Estoy tratando de contarle a usted la verdadera historia de mi vida y, créame, no es nada fácil. Ya me había leído gran parte de los libros de debajo del rótulo de FICCIÓN cuando empecé a barruntar lo que significaba tal palabra y la razón de que algunos libros estuvieran ahí colocados, debajo de ella. Hasta entonces había creído estar leyendo la historia del mundo. Aún hoy tengo que esforzarme constantemente en no olvidar —dándome golpes en la cabeza, a veces, a tal efecto— que Eisenhower es un personaje real y Oliver Twist, no. Perdido en el mundo: Epistemología y terror. Repasando ahora mi relato de la primera salida con mamá y Luweena al territorio salvaje de más allá de nuestro sótano, de nuevo he pasado por alto un pequeño incidente. Fue, en mi opinión, algo completamente trivial, pero no quiero que me lo eche usted en cara luego, si sale a relucir. Ya lo estoy imaginando, dando vueltas en su sillón giratorio y soltando alaridos de gozo. Y, además, no fue exactamente un incidente, fue más bien una provocación, o, digamos, un intento de provocación, por parte del peludo trasero de Luweena.
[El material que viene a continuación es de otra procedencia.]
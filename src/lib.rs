//! kv-cache-hybrid: hybrid KV-cache compression configs.
//!
//! Loads and validates the YAML config that drives a hybrid KV-cache
//! compression engine, and provides the pieces an engine needs to act on it:
//!   - [`config`]: the immutable [`config::HybridCacheConfig`] record and loader options
//!   - [`strategy`]: typed sub-strategies and the ordered fallback chain
//!   - [`plan`]: layerwise fields resolved against a [`model::ModelPreset`]
//!   - [`profile`]: per-head strategy choices and their per-layer distribution

pub mod config;
mod document;
pub mod error;
pub mod model;
pub mod plan;
pub mod profile;
pub mod strategy;

pub use config::{Advisory, HybridCacheConfig, LoadOptions, LoadReport};
pub use error::{ConfigError, FieldPath};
Mientras la seguía por el callejón, el trasero, como ya he mencionado, subía y bajaba delante de mis narices. Arriba, abajo. Y lo más ridículo era que Luweena se empeñaba en llevar la cola en un ángulo también estimulante, un ángulo que no sería injusto calificar de descocado. Descocado y provocativo. Mientras nos arrastrábamos en fila india por el callejón, su trasero ocupaba por completo mi campo de visión, invadiendo mi consciencia e impidiéndome pensar en ninguna otra cosa, ni siquiera en la comida o el peligro. Y luego, claro, estaba el olor. No puedo esperar, imagino, que usted comprenda este aspecto de la cuestión, el irresistible poder de aquella fragancia. Me tenía a punto de lanzarme sobre ella como un loco. Sentía que la entrepierna me impulsaba hacia delante. Me imaginé saltando sobre Luweena desde detrás e hincándole los incisivos en el pellejo del cuello mientras ella arqueaba su largo y musculoso lomo, alzaba el culo al aire y, con un chillido de deliciosa agonía, se entregaba a mí. Fue horrible. Pero también, afortunadamente, muy corto. Estábamos ya llegando al final del callejón, acercándonos a las luces de la calle Hanover. Pasó rugiendo un camión y mi súbito apasionamiento, con lo fuerte que era, se desvaneció en el estrépito. Nada había ocurrido. Y nada ocurriría, porque en aquel momento nos encontrábamos ya a sólo unos pocos metros y minutos de aquel punto crucial en que me quedé parado en la acera, con una pata levantada, mirando a aquellos ángeles. Voy a abrirle mi corazón: el impulso de violar a mi hermana en un callejón fue el último momento de deseo sexual normal y corriente que he experimentado en mi vida. Aquella noche, al salir, yo era, a pesar de mi inteligencia, un macho bastante común. Al volver ya estaba muy adelantado el proceso por el que me transformaría en un pervertido, en un fenómeno de feria.